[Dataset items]
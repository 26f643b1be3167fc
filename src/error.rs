// Copyright (c) 2026 kubetables contributors
// SPDX-License-Identifier: BSD-3-Clause

//! Error taxonomy for the connector.
//!
//! Every failure surfaces as one of these variants; nothing is retried and
//! nothing is swallowed. `NotFound` is kept distinct from `Api` so callers
//! can tell "no such object" apart from "cluster unreachable".

use datafusion::error::DataFusionError;
use thiserror::Error;

pub type Result<T, E = Error> = std::result::Result<T, E>;

#[derive(Debug, Error)]
pub enum Error {
    /// Resource discovery failed; no catalog is usable.
    #[error("Kubernetes discovery failed: {0}")]
    Discovery(#[source] kube::Error),

    /// A qualified table name is absent from the catalog.
    #[error("Table not found: {0}")]
    TableNotFound(String),

    /// Request validation: unrecognized selector kinds, malformed table
    /// function arguments, versioned-table requests.
    #[error("{0}")]
    Unsupported(String),

    /// A referenced pod, workload, or log stream does not exist (404).
    #[error("Kubernetes object not found")]
    NotFound,

    /// Any other cluster API failure, with the native status attached.
    #[error("Kubernetes API error: {status}")]
    Api {
        status: u16,
        #[source]
        source: kube::Error,
    },

    /// Kubeconfig could not be read or the requested context resolved.
    #[error("Kubernetes configuration error: {0}")]
    Config(#[from] kube::config::KubeconfigError),

    #[error("{0}")]
    Internal(String),
}

impl Error {
    /// Classify a kube client error: a 404 status is `NotFound`, everything
    /// else keeps its status code (0 when the failure never reached the API
    /// server).
    pub fn from_kube(err: kube::Error) -> Self {
        match err {
            kube::Error::Api(ref response) if response.code == 404 => Error::NotFound,
            kube::Error::Api(ref response) => Error::Api {
                status: response.code,
                source: err,
            },
            other => Error::Api {
                status: 0,
                source: other,
            },
        }
    }
}

impl From<Error> for DataFusionError {
    fn from(err: Error) -> Self {
        DataFusionError::External(Box::new(err))
    }
}

#[cfg(test)]
mod tests {
    use super::*;
    use kube::core::ErrorResponse;

    fn api_error(code: u16) -> kube::Error {
        kube::Error::Api(ErrorResponse {
            status: "Failure".to_string(),
            message: "boom".to_string(),
            reason: "TestReason".to_string(),
            code,
        })
    }

    #[test]
    fn not_found_is_distinct_from_api_error() {
        assert!(matches!(Error::from_kube(api_error(404)), Error::NotFound));
        assert!(matches!(
            Error::from_kube(api_error(503)),
            Error::Api { status: 503, .. }
        ));
    }

    #[test]
    fn api_error_display_carries_status() {
        let err = Error::from_kube(api_error(500));
        assert_eq!(err.to_string(), "Kubernetes API error: 500");
    }

    #[test]
    fn converts_into_datafusion_error() {
        let err: DataFusionError = Error::TableNotFound("resources.pods".to_string()).into();
        assert!(err.to_string().contains("Table not found"));
    }
}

ASSIGNED TASK: Please write out, exactly as they appear above, only the lines in the stretch from the line with "from the catalog." through the line with "reached the API".

YOUR SOLUTION:
    /// A qualified table name is absent from the catalog.
    #[error("Table not found: {0}")]
    TableNotFound(String),

    /// Request validation: unrecognized selector kinds, malformed table
    /// function arguments, versioned-table requests.
    #[error("{0}")]
    Unsupported(String),

    /// A referenced pod, workload, or log stream does not exist (404).
    #[error("Kubernetes object not found")]
    NotFound,

    /// Any other cluster API failure, with the native status attached.
    #[error("Kubernetes API error: {status}")]
    Api {
        status: u16,
        #[source]
        source: kube::Error,
    },

    /// Kubeconfig could not be read or the requested context resolved.
    #[error("Kubernetes configuration error: {0}")]
    Config(#[from] kube::config::KubeconfigError),

    #[error("{0}")]
    Internal(String),
}

impl Error {
    /// Classify a kube client error: a 404 status is `NotFound`, everything
    /// else keeps its status code (0 when the failure never reached the API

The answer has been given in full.